The research of Virtuozzo on container hot migration technology by the Virtuozzo team can provide a container engine for production environment and realizing container hot migration, and the disadvantage is that the technology can only be oriented to a Linux kernel customized by the Virtuozzo. The container thermomigration function can be completed through modification or patching of the kernel, and the thermomigration can not be realized by facing the mainstream Linux kernel.

The main disadvantages of the existing container migration technology are:

(1) Container internal state information acquisition problem: the container memory is distributed among the processes, corresponding memory information needs to be sequentially acquired according to the process information, the state information and the resource objects which are related to the container and need to be stored in the freezing step are quite complex, about 1000 object information needs to be stored, the cores of the object information do not provide corresponding interfaces for direct acquisition, and the virtual machine only needs to store about 70 object information and can directly acquire the object information.

(2) Uncertainty of data volume: the programs contained in the containers may vary widely in the amount of resources required due to the different computing tasks. After a large number of calculations are performed inside the container, a large amount of random data is generated quickly, thereby greatly affecting the storage space of the container.

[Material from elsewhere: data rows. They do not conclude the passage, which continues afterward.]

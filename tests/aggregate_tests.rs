//! Aggregator and query-cache tests against an in-memory upstream.

use std::collections::HashMap;
use std::sync::atomic::{AtomicUsize, Ordering};
use std::sync::{Arc, Mutex};
use std::time::Duration;

use async_trait::async_trait;
use pokedex::aggregate::{fetch_details, fetch_enriched_list, fetch_index};
use pokedex::client::Upstream;
use pokedex::config::{BranchPolicy, FanoutPolicy, FetchConfig};
use pokedex::error::ApiError;
use pokedex::query::Queries;
use pretty_assertions::assert_eq;
use serde_json::{json, Value};

const BASE: &str = "http://fixture/api/v2";
const IMAGES: &str = "http://images";

#[derive(Default)]
struct Fixture {
    responses: HashMap<String, Value>,
    delays: HashMap<String, u64>,
    calls: Mutex<Vec<String>>,
    in_flight: AtomicUsize,
    peak_in_flight: AtomicUsize,
}

impl Fixture {
    fn with(mut self, url: impl AsRef<str>, body: Value) -> Self {
        self.responses.insert(normalize(url.as_ref()), body);
        self
    }

    fn delayed(mut self, url: impl AsRef<str>, millis: u64) -> Self {
        self.delays.insert(normalize(url.as_ref()), millis);
        self
    }

    fn calls_to(&self, url: &str) -> usize {
        let url = normalize(url);
        self.calls
            .lock()
            .unwrap()
            .iter()
            .filter(|call| **call == url)
            .count()
    }

    fn total_calls(&self) -> usize {
        self.calls.lock().unwrap().len()
    }

    fn peak_in_flight(&self) -> usize {
        self.peak_in_flight.load(Ordering::SeqCst)
    }
}

fn normalize(url: &str) -> String {
    url.trim_end_matches('/').to_string()
}

#[async_trait]
impl Upstream for Fixture {
    fn base_url(&self) -> &str {
        BASE
    }

    async fn get_bytes(&self, url: &str) -> Result<Vec<u8>, ApiError> {
        let url = normalize(url);
        self.calls.lock().unwrap().push(url.clone());
        let now = self.in_flight.fetch_add(1, Ordering::SeqCst) + 1;
        self.peak_in_flight.fetch_max(now, Ordering::SeqCst);
        if let Some(millis) = self.delays.get(&url) {
            tokio::time::sleep(Duration::from_millis(*millis)).await;
        }
        self.in_flight.fetch_sub(1, Ordering::SeqCst);
        match self.responses.get(&url) {
            Some(body) => Ok(serde_json::to_vec(body).unwrap()),
            None => Err(ApiError::NotFound(url)),
        }
    }
}

fn config() -> FetchConfig {
    FetchConfig {
        base_url: BASE.to_string(),
        image_base: IMAGES.to_string(),
        list_limit: 3,
        concurrency: 2,
        ..Default::default()
    }
}

fn item_url(key: &str) -> String {
    format!("{BASE}/pokemon/{key}/")
}

fn species_url(key: &str) -> String {
    format!("{BASE}/pokemon-species/{key}/")
}

fn index(entries: &[(&str, &str)]) -> Value {
    json!({
        "count": entries.len(),
        "results": entries
            .iter()
            .map(|(name, key)| json!({ "name": name, "url": item_url(key) }))
            .collect::<Vec<_>>(),
    })
}
//! File-backed tracing. The terminal belongs to the UI, so nothing is logged
//! to stdout or stderr.

use std::fs::OpenOptions;
use std::io;
use std::path::Path;
use std::sync::Mutex;

use tracing_subscriber::{fmt, layer::SubscriberExt, util::SubscriberInitExt, EnvFilter};

/// Install a subscriber writing to `log_file`, filtered by `RUST_LOG`
/// (default `info`). Without a file, no subscriber is installed.
pub fn init(log_file: Option<&Path>) -> io::Result<()> {
    let Some(path) = log_file else {
        return Ok(());
    };
    let file = OpenOptions::new().create(true).append(true).open(path)?;
    let filter = EnvFilter::try_from_default_env().unwrap_or_else(|_| EnvFilter::new("info"));
    tracing_subscriber::registry()
        .with(filter)
        .with(fmt::layer().with_ansi(false).with_writer(Mutex::new(file)))
        .try_init()
        .map_err(|err| io::Error::other(format!("logging setup failed: {err}")))
}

(3) Relationship between processes: because nested parent-child relationships exist between groups of processes between containers, the hot migration process needs to maintain relationships between processes, so the migration problem of process subtrees needs to be solved,

(4) Waste of resources: the lifecycle management of the container is not considered, which not only causes the waste of computing resources, but also causes the loss of user data after the container is consumed.

Disclosure of Invention

The application solves the problems existing in the prior container migration technology.

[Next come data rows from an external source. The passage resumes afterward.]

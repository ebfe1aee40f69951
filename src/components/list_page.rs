use crossterm::event::KeyCode;
use ratatui::layout::{Constraint, Layout, Rect};
use ratatui::style::{Modifier, Style};
use ratatui::text::{Line, Span, Text};
use ratatui::widgets::{Block, Borders, Paragraph};
use ratatui::Frame;
use tui_dispatch::{DataResource, EventKind};
use tui_dispatch_components::{
    SelectList, SelectListBehavior, SelectListProps, StatusBar, StatusBarHint,
};

use super::panels::{render_error, render_footer, render_loading, render_notice};
use super::theme::{
    format_name, list_style, panel_style, type_chip_style, ACCENT_GOLD, ACCENT_TEAL, BG_BASE,
    TEXT_DIM,
};
use super::Component;
use crate::action::Action;
use crate::generations::generation_label;
use crate::model::EnrichedSummaryRecord;
use crate::state::AppState;

pub const EMPTY_LIST_TEXT: &str = "No Pokémon found";

pub struct ListPageProps<'a> {
    pub state: &'a AppState,
    pub is_focused: bool,
}

/// Filter controls, the filtered table and the footer.
pub struct ListPage {
    list: SelectList,
    status_bar: StatusBar,
}

impl ListPage {
    pub fn new() -> Self {
        Self {
            list: SelectList::new(),
            status_bar: StatusBar::new(),
        }
    }
}

impl Default for ListPage {
    fn default() -> Self {
        Self::new()
    }
}

impl Component<Action> for ListPage {
    type Props<'a> = ListPageProps<'a>;

    fn handle_event(
        &mut self,
        event: &EventKind,
        props: Self::Props<'_>,
    ) -> impl IntoIterator<Item = Action> {
        if !props.is_focused {
            return Vec::new();
        }
        let state = props.state;
        match event {
            EventKind::Key(key) if state.search_active => match key.code {
                KeyCode::Esc => vec![Action::SearchCancel],
                KeyCode::Enter => vec![Action::SearchSubmit],
                KeyCode::Backspace => vec![Action::SearchBackspace],
                KeyCode::Char(ch) => vec![Action::SearchInput(ch)],
                _ => Vec::new(),
            },
            EventKind::Key(key) => match key.code {
                KeyCode::Char('/') => vec![Action::SearchStart],
                KeyCode::Esc => vec![Action::SearchCancel],
                KeyCode::Char('[') => vec![Action::TypeFilterPrev],
                KeyCode::Char(']') => vec![Action::TypeFilterNext],
                KeyCode::Char('{') => vec![Action::GenerationFilterPrev],
                KeyCode::Char('}') => vec![Action::GenerationFilterNext],
                KeyCode::Char('c') => vec![Action::FiltersClear],
                KeyCode::Char('r') | KeyCode::F(5) => vec![Action::ListRefresh],
                KeyCode::Enter => vec![Action::ListOpenSelected],
                KeyCode::PageDown => vec![Action::SelectionPage(1)],
                KeyCode::PageUp => vec![Action::SelectionPage(-1)],
                KeyCode::Home | KeyCode::Char('g') => vec![Action::SelectionJumpTop],
                KeyCode::End | KeyCode::Char('G') => vec![Action::SelectionJumpBottom],
                _ => {
                    let items = row_items(state);
                    if items.is_empty() {
                        return Vec::new();
                    }
                    let props = SelectListProps {
                        items: &items,
                        count: items.len(),
                        selected: state.selected_index.min(items.len().saturating_sub(1)),
                        is_focused: true,
                        style: list_style(),
                        behavior: SelectListBehavior {
                            show_scrollbar: true,
                            wrap_navigation: false,
                        },
                        on_select: Action::ListSelect,
                        render_item: &|item| item.clone(),
                    };
                    self.list.handle_event(event, props).into_iter().collect()
                }
            },
            EventKind::Scroll { delta, .. } => vec![Action::SelectionMove((*delta * 3) as i16)],
            _ => Vec::new(),
        }
    }

    fn render(&mut self, frame: &mut Frame, area: Rect, props: ListPageProps<'_>) {
        let state = props.state;
        frame.render_widget(Block::default().style(Style::default().bg(BG_BASE)), area);
        let layout = Layout::vertical([
            Constraint::Length(4),
            Constraint::Min(3),
            Constraint::Length(3),
        ])
        .split(area);

        render_filters(frame, layout[0], state);

        let block = Block::default()
            .borders(Borders::ALL)
            .title("POKEDEX")
            .style(panel_style())
            .border_style(Style::default().fg(if props.is_focused {
                ACCENT_TEAL
            } else {
                TEXT_DIM
            }));
        let inner = block.inner(layout[1]);
        frame.render_widget(block, layout[1]);

        match &state.list {
            DataResource::Empty => {}
            DataResource::Loading => render_loading(frame, inner, state.tick),
            DataResource::Failed(error) => {
                render_error(frame, inner, error, "Press r to retry.")
            }
            DataResource::Loaded(_) => {
                let items = row_items(state);
                if items.is_empty() {
                    render_notice(frame, inner, EMPTY_LIST_TEXT);
                } else {
                    let table = Layout::vertical([Constraint::Length(1), Constraint::Min(1)])
                        .split(inner);
                    frame.render_widget(
                        Paragraph::new(Line::from(Span::styled(
                            format!("  {:<6}{:<16}{}", "ID", "NAME", "TYPES"),
                            Style::default().fg(TEXT_DIM).add_modifier(Modifier::BOLD),
                        ))),
                        table[0],
                    );
                    let list_props = SelectListProps {
                        items: &items,
                        count: items.len(),
                        selected: state.selected_index.min(items.len().saturating_sub(1)),
                        is_focused: props.is_focused,
                        style: list_style(),
                        behavior: SelectListBehavior {
                            show_scrollbar: true,
                            wrap_navigation: false,
                        },
                        on_select: Action::ListSelect,
                        render_item: &|item| item.clone(),
                    };
                    self.list.render(frame, table[1], list_props);
                }
            }
        }

        render_footer(
            frame,
            layout[2],
            &mut self.status_bar,
            &hints(state),
            &list_status(state),
        );
    }
}

fn render_filters(frame: &mut Frame, area: Rect, state: &AppState) {
    let filters = &state.filters;
    let type_label = if filters.type_filter.is_empty() {
        "All types".to_string()
    } else {
        format_name(&filters.type_filter)
    };
    let generation_label = if filters.generation_filter.is_empty() {
        "All generations".to_string()
    } else {
        generation_label(&filters.generation_filter)
    };
    let search = if state.search_active {
        format!("/{}_", state.search_query)
    } else if filters.search.is_empty() {
        "/".to_string()
    } else {
        format!("/{}", filters.search)
    };
    let text = Text::from(vec![Line::from(vec![
        Span::raw("Type: "),
        Span::styled(type_label, Style::default().fg(ACCENT_GOLD)),
        Span::raw("  |  Generation: "),
        Span::styled(generation_label, Style::default().fg(ACCENT_GOLD)),
        Span::raw("  |  Search: "),
        Span::styled(search, Style::default().fg(ACCENT_TEAL)),
    ])]);
    let block = Block::default()
        .borders(Borders::ALL)
        .title("FILTERS")
        .style(panel_style());
    frame.render_widget(Paragraph::new(text).block(block), area);
}

fn row_items(state: &AppState) -> Vec<Line<'static>> {
    state.visible_records().into_iter().map(row_line).collect()
}

fn row_line(record: &EnrichedSummaryRecord) -> Line<'static> {
    let mut spans = vec![
        Span::raw(format!("#{:03}  ", record.id)),
        Span::raw(format!("{:<16}", format_name(&record.name))),
    ];
    for type_name in &record.types {
        spans.push(Span::styled(
            format!(" {} ", type_name.to_uppercase()),
            type_chip_style(type_name),
        ));
        spans.push(Span::raw(" "));
    }
    Line::from(spans)
}

fn hints(state: &AppState) -> Vec<StatusBarHint<'static>> {
    if state.search_active {
        return vec![
            StatusBarHint::new("Enter", "Apply"),
            StatusBarHint::new("Esc", "Clear"),
            StatusBarHint::new("Bksp", "Delete"),
        ];
    }
    vec![
        StatusBarHint::new("j/k", "Move"),
        StatusBarHint::new("Enter", "Open"),
        StatusBarHint::new("/", "Search"),
        StatusBarHint::new("[ ]", "Type"),
        StatusBarHint::new("{ }", "Gen"),
        StatusBarHint::new("c", "Clear"),
        StatusBarHint::new("r", "Refresh"),
        StatusBarHint::new("q", "Quit"),
    ]
}

fn list_status(state: &AppState) -> String {
    if let Some(message) = &state.message {
        return message.clone();
    }
    let total = state.records().len();
    let shown = state.visible_records().len();
    match state.list_failures.len() {
        0 => format!("{shown}/{total}"),
        skipped => format!("{shown}/{total}  ({skipped} skipped)"),
    }
}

In order to solve the above problems, the present application provides a local dynamic migration method and a control system based on a Docker container technology, wherein:

the local dynamic migration method based on the Docker container technology comprises the following steps of

Step 1, according to the resource utilization rate of each node in the cluster nodes, monitoring the resource utilization condition of each node in the cluster nodes, determining whether hot spots exist, and triggering and starting the following steps to perform container migration when the hot spots exist;

step 2, each server in the statistical cluster integrates the utilization parameters volume of different resources,

in the formula, mem represents the memory utilization rate of a server or a container, CPU represents the utilization rate of a CPU, and net represents the bandwidth utilization rate; the N servers in the cluster are ordered in descending order according to the volume value;

step 3, aiming at the overload server with the maximum volume value, the following processing is carried out:

ordering all containers inside it in descending order of VSR value, the vsr=volume/size, wherein size represents the memory size of the container;

sequentially performing container migration according to the sequence of the VSR values from large to small until the utilization rate of all resources in the overload server with the maximum volume value is lower than a corresponding threshold value, and completing container migration;

and returning to the execution of the step 1.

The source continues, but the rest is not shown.